Scan the data beneath this task and copy each line that includes "HashSet".

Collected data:
# # # #
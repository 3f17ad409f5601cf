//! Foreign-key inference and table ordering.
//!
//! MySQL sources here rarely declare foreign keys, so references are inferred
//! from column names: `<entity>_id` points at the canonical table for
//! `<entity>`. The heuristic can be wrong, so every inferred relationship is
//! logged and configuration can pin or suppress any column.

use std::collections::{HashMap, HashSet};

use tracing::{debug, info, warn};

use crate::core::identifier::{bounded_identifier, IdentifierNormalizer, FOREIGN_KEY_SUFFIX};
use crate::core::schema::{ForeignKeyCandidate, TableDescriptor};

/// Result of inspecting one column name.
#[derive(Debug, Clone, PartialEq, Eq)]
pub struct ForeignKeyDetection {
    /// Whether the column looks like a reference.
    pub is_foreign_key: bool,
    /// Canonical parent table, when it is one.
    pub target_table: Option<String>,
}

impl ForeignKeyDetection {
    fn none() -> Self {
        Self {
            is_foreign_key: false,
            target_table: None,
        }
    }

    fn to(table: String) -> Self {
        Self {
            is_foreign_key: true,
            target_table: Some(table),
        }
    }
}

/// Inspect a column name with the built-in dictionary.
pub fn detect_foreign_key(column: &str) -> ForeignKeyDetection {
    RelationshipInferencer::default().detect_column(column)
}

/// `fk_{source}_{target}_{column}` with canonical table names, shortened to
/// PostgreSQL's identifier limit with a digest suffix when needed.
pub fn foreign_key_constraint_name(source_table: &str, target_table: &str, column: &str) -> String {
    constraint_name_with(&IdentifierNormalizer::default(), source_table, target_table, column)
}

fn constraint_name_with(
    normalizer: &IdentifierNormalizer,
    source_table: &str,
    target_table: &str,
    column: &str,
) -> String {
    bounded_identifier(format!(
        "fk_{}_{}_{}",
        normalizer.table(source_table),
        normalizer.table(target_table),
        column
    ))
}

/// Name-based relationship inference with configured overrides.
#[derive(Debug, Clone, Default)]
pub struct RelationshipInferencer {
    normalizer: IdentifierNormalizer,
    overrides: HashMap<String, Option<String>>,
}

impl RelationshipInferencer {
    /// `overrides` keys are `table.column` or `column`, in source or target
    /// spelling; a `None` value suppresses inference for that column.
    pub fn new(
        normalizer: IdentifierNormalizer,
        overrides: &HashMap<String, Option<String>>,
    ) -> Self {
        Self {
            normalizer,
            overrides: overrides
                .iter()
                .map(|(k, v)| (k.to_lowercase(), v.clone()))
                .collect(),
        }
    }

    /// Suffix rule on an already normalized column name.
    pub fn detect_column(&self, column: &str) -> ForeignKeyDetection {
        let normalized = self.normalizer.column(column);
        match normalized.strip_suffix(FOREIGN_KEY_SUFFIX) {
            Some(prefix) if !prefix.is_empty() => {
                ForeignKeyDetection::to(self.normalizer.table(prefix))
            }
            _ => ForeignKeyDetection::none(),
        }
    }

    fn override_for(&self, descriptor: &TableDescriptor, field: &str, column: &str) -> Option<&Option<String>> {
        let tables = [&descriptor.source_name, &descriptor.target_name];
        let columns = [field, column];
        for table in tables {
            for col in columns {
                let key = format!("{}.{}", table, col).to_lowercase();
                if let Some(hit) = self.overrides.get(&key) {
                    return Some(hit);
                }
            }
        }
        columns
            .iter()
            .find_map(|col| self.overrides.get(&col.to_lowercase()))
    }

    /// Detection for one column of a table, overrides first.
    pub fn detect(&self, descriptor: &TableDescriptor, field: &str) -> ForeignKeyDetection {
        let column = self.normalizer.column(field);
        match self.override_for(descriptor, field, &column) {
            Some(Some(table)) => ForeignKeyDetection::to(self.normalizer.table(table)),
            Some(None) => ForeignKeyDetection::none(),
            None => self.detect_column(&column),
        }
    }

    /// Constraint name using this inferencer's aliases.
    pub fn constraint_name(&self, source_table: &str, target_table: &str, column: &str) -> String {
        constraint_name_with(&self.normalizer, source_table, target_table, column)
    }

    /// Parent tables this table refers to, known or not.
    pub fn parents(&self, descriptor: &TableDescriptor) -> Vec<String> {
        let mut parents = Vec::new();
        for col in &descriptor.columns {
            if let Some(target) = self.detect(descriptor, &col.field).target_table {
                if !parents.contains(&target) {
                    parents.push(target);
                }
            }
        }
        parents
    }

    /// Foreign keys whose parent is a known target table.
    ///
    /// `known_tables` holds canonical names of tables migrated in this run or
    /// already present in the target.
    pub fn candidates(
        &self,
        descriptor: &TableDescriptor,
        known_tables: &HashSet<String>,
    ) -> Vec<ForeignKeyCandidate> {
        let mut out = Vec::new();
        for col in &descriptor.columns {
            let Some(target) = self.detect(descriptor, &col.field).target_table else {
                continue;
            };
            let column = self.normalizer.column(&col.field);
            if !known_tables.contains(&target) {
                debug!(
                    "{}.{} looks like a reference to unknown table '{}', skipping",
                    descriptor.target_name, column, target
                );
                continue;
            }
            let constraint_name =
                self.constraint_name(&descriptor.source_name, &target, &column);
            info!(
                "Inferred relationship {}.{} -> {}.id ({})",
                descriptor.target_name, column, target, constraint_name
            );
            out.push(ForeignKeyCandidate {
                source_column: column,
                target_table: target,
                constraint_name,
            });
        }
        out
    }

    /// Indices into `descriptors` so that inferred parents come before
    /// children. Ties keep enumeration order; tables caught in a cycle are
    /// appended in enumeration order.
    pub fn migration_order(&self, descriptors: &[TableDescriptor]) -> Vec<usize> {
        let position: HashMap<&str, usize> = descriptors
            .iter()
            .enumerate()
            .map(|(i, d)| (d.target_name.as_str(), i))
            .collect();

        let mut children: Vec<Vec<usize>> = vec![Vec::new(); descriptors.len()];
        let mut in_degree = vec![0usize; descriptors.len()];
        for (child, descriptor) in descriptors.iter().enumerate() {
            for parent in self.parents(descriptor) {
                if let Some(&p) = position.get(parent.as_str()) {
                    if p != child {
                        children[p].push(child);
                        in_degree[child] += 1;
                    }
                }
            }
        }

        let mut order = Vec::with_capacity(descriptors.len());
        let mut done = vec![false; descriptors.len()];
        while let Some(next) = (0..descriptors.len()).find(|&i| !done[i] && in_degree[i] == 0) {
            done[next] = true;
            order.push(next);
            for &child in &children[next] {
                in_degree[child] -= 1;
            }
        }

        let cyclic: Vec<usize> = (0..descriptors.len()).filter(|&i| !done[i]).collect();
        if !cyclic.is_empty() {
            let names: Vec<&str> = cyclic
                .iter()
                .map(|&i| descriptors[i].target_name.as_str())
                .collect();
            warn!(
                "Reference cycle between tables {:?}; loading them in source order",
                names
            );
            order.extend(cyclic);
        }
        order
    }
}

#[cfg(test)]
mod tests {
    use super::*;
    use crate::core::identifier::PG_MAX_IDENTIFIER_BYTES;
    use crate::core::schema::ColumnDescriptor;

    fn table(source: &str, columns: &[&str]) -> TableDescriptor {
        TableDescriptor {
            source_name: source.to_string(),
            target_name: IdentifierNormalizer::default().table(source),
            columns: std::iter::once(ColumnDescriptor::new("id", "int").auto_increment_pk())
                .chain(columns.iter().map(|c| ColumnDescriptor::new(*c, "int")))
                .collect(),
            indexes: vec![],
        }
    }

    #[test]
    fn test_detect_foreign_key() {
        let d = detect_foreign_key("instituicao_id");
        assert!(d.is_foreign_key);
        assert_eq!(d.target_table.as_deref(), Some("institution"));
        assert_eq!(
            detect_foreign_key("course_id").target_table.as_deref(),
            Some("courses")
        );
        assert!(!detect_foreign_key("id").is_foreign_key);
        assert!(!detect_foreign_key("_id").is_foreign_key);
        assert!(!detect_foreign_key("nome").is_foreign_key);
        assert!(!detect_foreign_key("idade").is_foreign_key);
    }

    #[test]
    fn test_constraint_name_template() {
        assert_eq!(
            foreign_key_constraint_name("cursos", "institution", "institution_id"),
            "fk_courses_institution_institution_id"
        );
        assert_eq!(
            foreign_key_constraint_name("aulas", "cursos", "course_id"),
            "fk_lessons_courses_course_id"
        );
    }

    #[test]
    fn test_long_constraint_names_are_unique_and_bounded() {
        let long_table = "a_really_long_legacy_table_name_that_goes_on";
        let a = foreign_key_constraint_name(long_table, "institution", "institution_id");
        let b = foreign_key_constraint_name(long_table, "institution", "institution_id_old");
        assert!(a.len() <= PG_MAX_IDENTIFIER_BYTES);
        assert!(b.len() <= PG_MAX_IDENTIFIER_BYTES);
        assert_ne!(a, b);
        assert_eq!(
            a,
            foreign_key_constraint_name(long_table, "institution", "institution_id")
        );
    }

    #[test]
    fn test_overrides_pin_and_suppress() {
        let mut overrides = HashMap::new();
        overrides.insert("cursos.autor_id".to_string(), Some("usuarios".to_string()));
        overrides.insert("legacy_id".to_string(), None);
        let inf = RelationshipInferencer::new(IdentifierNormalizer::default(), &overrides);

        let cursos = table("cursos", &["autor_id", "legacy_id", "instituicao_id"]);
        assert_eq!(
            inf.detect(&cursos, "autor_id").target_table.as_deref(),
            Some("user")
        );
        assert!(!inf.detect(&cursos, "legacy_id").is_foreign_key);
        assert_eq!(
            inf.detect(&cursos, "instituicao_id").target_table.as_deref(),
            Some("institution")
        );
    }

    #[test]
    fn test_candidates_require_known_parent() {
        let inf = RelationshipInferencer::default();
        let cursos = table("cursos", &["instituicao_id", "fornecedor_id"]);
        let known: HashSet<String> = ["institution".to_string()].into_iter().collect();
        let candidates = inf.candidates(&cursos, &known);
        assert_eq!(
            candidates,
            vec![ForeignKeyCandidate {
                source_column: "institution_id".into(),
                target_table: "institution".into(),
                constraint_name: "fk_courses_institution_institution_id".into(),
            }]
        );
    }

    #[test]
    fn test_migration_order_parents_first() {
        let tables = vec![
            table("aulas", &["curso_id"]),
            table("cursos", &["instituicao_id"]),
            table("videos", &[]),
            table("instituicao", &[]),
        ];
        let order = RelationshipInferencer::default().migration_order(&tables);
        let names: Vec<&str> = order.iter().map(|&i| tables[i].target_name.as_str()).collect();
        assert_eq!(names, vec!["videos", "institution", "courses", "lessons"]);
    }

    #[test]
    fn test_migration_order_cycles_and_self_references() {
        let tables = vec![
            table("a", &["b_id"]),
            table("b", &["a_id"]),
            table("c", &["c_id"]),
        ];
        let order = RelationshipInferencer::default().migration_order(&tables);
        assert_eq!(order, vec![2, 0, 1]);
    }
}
# # # #
*Task solution*.
use std::collections::{HashMap, HashSet};
        known_tables: &HashSet<String>,
        let known: HashSet<String> = ["institution".to_string()].into_iter().collect();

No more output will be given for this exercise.